ASSIGNED TASK: Please repeat the lines below, exactly and only, from the one that holds "filename tests/dashboard_reports.rs" through the one that holds "let categories: Vec<_>".

DATA RECORDS:
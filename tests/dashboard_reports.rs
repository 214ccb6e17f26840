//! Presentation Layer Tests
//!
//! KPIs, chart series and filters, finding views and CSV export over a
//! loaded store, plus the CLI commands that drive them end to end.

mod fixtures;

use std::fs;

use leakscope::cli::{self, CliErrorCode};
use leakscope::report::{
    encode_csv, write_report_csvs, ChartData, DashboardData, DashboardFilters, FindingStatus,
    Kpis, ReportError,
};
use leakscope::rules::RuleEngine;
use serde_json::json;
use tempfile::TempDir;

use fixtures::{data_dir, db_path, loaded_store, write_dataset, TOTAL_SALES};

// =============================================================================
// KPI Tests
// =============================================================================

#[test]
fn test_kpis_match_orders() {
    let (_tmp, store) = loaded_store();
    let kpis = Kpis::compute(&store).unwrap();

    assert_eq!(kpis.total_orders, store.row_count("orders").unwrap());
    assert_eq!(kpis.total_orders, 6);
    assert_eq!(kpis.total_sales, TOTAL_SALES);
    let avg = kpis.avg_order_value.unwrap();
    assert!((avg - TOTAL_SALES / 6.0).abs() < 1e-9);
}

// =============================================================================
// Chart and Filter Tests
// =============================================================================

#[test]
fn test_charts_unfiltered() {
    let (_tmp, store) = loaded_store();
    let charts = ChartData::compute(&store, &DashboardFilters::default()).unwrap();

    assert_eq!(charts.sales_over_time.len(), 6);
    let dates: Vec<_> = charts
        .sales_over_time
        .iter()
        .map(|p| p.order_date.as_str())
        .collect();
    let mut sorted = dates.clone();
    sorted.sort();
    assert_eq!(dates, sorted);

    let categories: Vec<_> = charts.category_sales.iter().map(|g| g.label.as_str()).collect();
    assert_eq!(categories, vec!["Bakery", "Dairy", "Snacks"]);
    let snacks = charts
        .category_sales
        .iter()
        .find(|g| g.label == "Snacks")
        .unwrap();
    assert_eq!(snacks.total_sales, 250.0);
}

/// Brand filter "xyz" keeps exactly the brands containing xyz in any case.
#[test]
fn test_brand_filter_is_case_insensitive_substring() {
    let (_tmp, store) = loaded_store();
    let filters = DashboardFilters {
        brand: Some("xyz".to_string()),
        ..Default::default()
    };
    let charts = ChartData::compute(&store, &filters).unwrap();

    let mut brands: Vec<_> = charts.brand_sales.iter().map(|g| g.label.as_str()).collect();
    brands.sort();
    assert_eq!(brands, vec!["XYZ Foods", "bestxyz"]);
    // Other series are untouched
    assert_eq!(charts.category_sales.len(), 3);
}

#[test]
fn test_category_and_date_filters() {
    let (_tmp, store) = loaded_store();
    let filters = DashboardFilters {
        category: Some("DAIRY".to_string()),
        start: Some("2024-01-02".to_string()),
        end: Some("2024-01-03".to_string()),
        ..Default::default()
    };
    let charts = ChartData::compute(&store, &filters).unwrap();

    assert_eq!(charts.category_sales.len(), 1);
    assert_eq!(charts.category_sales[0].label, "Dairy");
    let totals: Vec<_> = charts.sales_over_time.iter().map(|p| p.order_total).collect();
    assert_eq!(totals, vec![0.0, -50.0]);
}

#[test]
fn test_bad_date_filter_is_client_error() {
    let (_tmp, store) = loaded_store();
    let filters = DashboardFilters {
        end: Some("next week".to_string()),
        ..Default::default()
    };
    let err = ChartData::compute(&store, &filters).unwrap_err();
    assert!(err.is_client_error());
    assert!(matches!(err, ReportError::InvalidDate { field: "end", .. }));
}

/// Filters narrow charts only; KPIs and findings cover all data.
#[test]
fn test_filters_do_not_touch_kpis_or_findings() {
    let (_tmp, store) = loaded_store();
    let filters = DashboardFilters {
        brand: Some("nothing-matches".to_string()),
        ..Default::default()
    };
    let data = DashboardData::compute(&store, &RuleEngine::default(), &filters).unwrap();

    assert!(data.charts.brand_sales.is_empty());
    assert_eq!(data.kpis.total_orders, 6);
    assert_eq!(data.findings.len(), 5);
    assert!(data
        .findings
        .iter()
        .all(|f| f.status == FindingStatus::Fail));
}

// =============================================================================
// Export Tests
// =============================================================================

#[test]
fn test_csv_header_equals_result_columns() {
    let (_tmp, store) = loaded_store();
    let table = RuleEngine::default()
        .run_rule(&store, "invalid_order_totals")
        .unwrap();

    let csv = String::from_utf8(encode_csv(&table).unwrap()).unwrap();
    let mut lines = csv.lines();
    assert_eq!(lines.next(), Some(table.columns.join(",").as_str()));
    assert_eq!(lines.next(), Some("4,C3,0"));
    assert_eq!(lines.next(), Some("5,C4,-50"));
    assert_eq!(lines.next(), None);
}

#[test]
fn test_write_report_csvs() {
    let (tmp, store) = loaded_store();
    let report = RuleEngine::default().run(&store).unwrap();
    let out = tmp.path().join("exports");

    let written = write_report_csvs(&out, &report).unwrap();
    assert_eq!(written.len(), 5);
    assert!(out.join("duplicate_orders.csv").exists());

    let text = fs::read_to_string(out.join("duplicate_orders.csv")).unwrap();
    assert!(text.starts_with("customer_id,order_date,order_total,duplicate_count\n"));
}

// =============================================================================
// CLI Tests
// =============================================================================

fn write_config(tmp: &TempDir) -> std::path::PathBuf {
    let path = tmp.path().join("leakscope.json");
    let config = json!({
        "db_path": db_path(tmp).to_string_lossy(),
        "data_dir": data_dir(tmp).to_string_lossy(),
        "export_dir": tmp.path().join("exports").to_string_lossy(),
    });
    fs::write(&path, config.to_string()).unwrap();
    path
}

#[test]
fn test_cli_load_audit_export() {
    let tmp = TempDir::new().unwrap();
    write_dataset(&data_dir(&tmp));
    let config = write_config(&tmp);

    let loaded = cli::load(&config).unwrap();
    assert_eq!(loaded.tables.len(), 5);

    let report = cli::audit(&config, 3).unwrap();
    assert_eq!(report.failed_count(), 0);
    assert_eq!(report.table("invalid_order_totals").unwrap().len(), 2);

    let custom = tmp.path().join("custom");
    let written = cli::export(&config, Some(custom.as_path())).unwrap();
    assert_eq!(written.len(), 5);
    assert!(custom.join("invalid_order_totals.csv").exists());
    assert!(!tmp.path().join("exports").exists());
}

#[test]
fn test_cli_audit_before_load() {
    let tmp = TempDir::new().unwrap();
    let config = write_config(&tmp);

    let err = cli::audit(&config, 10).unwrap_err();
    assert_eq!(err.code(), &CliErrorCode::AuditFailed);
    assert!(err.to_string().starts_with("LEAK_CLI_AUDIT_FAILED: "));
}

--

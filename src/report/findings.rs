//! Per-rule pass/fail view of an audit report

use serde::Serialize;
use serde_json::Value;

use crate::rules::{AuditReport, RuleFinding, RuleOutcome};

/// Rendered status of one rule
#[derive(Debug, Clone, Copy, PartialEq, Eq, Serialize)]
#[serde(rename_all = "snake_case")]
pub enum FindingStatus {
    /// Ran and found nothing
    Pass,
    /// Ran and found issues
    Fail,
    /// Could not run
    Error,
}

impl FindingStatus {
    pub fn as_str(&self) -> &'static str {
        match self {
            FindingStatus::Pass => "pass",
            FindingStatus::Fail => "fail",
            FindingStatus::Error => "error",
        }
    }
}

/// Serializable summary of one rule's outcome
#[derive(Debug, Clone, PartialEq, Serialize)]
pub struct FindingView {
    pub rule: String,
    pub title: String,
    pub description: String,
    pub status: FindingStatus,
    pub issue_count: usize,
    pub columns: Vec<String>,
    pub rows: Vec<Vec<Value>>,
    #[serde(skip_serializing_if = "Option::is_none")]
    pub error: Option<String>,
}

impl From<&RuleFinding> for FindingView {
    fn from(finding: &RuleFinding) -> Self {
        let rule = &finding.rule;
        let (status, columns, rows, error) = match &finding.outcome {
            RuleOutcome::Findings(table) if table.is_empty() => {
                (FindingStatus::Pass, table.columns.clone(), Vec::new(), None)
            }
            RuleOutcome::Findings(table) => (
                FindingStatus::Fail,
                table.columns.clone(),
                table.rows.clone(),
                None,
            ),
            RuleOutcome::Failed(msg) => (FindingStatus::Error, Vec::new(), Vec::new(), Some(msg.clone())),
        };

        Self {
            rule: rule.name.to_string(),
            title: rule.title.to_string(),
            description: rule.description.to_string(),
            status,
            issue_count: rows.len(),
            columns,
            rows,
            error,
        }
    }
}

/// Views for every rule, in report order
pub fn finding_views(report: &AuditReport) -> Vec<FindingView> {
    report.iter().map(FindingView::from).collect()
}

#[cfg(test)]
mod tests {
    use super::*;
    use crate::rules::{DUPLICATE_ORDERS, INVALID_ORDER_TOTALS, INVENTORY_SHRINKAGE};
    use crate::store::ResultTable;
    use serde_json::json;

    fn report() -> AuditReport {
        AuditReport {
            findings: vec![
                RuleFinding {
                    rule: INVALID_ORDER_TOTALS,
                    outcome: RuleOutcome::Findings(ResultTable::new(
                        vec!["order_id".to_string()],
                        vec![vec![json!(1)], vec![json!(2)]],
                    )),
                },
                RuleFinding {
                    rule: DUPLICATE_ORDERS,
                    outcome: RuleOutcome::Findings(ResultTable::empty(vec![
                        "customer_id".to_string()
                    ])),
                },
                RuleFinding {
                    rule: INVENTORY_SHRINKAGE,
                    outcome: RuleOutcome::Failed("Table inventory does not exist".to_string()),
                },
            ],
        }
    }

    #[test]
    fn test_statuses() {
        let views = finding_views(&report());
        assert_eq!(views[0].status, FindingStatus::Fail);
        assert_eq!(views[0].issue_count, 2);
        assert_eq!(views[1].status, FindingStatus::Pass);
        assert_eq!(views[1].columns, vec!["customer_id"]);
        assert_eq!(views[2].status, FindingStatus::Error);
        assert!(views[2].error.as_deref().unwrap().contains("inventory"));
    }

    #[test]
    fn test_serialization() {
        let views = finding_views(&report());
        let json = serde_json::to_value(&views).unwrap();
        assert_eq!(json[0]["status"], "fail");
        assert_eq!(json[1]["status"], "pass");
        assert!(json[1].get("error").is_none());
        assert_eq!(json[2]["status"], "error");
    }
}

SOLVED EXERCISE:
filename tests/dashboard_reports.rs
repository 214ccb6e17f26840
//! Presentation Layer Tests
//!
//! KPIs, chart series and filters, finding views and CSV export over a
//! loaded store, plus the CLI commands that drive them end to end.

mod fixtures;

use std::fs;

use leakscope::cli::{self, CliErrorCode};
use leakscope::report::{
    encode_csv, write_report_csvs, ChartData, DashboardData, DashboardFilters, FindingStatus,
    Kpis, ReportError,
};
use leakscope::rules::RuleEngine;
use serde_json::json;
use tempfile::TempDir;

use fixtures::{data_dir, db_path, loaded_store, write_dataset, TOTAL_SALES};

// =============================================================================
// KPI Tests
// =============================================================================

#[test]
fn test_kpis_match_orders() {
    let (_tmp, store) = loaded_store();
    let kpis = Kpis::compute(&store).unwrap();

    assert_eq!(kpis.total_orders, store.row_count("orders").unwrap());
    assert_eq!(kpis.total_orders, 6);
    assert_eq!(kpis.total_sales, TOTAL_SALES);
    let avg = kpis.avg_order_value.unwrap();
    assert!((avg - TOTAL_SALES / 6.0).abs() < 1e-9);
}

// =============================================================================
// Chart and Filter Tests
// =============================================================================

#[test]
fn test_charts_unfiltered() {
    let (_tmp, store) = loaded_store();
    let charts = ChartData::compute(&store, &DashboardFilters::default()).unwrap();

    assert_eq!(charts.sales_over_time.len(), 6);
    let dates: Vec<_> = charts
        .sales_over_time
        .iter()
        .map(|p| p.order_date.as_str())
        .collect();
    let mut sorted = dates.clone();
    sorted.sort();
    assert_eq!(dates, sorted);

    let categories: Vec<_> = charts.category_sales.iter().map(|g| g.label.as_str()).collect();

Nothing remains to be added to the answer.